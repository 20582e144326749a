//! Token allow-list gate.

use thiserror::Error;

use super::market::Market;

/// A token symbol outside the allow-list was requested.
#[derive(Debug, Clone, PartialEq, Eq, Error)]
#[error("Unsupported token: {token}. Supported tokens: {}", .supported.join(", "))]
pub struct UnsupportedToken {
    /// The requested symbol.
    pub token: String,
    /// Every symbol the service accepts, in registry order.
    pub supported: Vec<String>,
}

/// Immutable set of markets the service accepts requests for.
///
/// Symbol matching is exact and case-sensitive.
#[derive(Debug, Clone, Default)]
pub struct TokenAllowList {
    markets: Vec<Market>,
}

impl TokenAllowList {
    /// Build the allow-list from a market registry.
    ///
    /// Later entries with an already-seen symbol are ignored.
    #[must_use]
    pub fn new(markets: impl IntoIterator<Item = Market>) -> Self {
        let mut unique: Vec<Market> = Vec::new();
        for market in markets {
            if !unique.iter().any(|m| m.symbol() == market.symbol()) {
                unique.push(market);
            }
        }
        Self { markets: unique }
    }

    /// Resolve a requested symbol to its market.
    pub fn resolve(&self, token: &str) -> Result<&Market, UnsupportedToken> {
        self.markets
            .iter()
            .find(|m| m.symbol() == token)
            .ok_or_else(|| UnsupportedToken {
                token: token.to_string(),
                supported: self.symbols(),
            })
    }

    /// Whether the symbol is allowed.
    #[must_use]
    pub fn contains(&self, token: &str) -> bool {
        self.markets.iter().any(|m| m.symbol() == token)
    }

    /// Supported symbols in registry order.
    #[must_use]
    pub fn symbols(&self) -> Vec<String> {
        self.markets.iter().map(|m| m.symbol().to_string()).collect()
    }

    /// All allowed markets.
    #[must_use]
    pub fn markets(&self) -> &[Market] {
        &self.markets
    }

    /// Number of allowed markets.
    #[must_use]
    pub fn len(&self) -> usize {
        self.markets.len()
    }

    /// Whether no market is allowed.
    #[must_use]
    pub fn is_empty(&self) -> bool {
        self.markets.is_empty()
    }
}
//! Infrastructure Layer
//!
//! Adapters for the ports defined in the application layer:
//!
//! - **Driven Adapters (Outbound)**
//!   - `compound/`: Compound v2 over an Ethereum JSON-RPC node
//!
//! - **Driver Adapters (Inbound)**
//!   - `http/`: REST API controllers

pub mod compound;
pub mod http;
//! Market value object.

use serde::Serialize;

/// A Compound money market: an ERC-20 underlying and the cToken wrapping it.
///
/// Addresses are kept as hex strings here; adapters parse them into their
/// own address types.
#[derive(Debug, Clone, PartialEq, Eq, Hash, Serialize)]
#[serde(rename_all = "camelCase")]
pub struct Market {
    symbol: String,
    decimals: u32,
    underlying: String,
    c_token: String,
}

impl Market {
    /// Create a market description.
    #[must_use]
    pub fn new(
        symbol: impl Into<String>,
        decimals: u32,
        underlying: impl Into<String>,
        c_token: impl Into<String>,
    ) -> Self {
        Self {
            symbol: symbol.into(),
            decimals,
            underlying: underlying.into(),
            c_token: c_token.into(),
        }
    }

    /// Token symbol (e.g. `USDC`).
    #[must_use]
    pub fn symbol(&self) -> &str {
        &self.symbol
    }

    /// Decimals of the underlying token.
    #[must_use]
    pub const fn decimals(&self) -> u32 {
        self.decimals
    }

    /// Underlying ERC-20 token address.
    #[must_use]
    pub fn underlying(&self) -> &str {
        &self.underlying
    }

    /// cToken contract address.
    #[must_use]
    pub fn c_token(&self) -> &str {
        &self.c_token
    }
}

impl std::fmt::Display for Market {
    fn fmt(&self, f: &mut std::fmt::Formatter<'_>) -> std::fmt::Result {
        write!(f, "{}", self.symbol)
    }
}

+ + + + +

Across all the entries above, how many lines have the word "serde" in them? Only the number, please.

*Result below*
2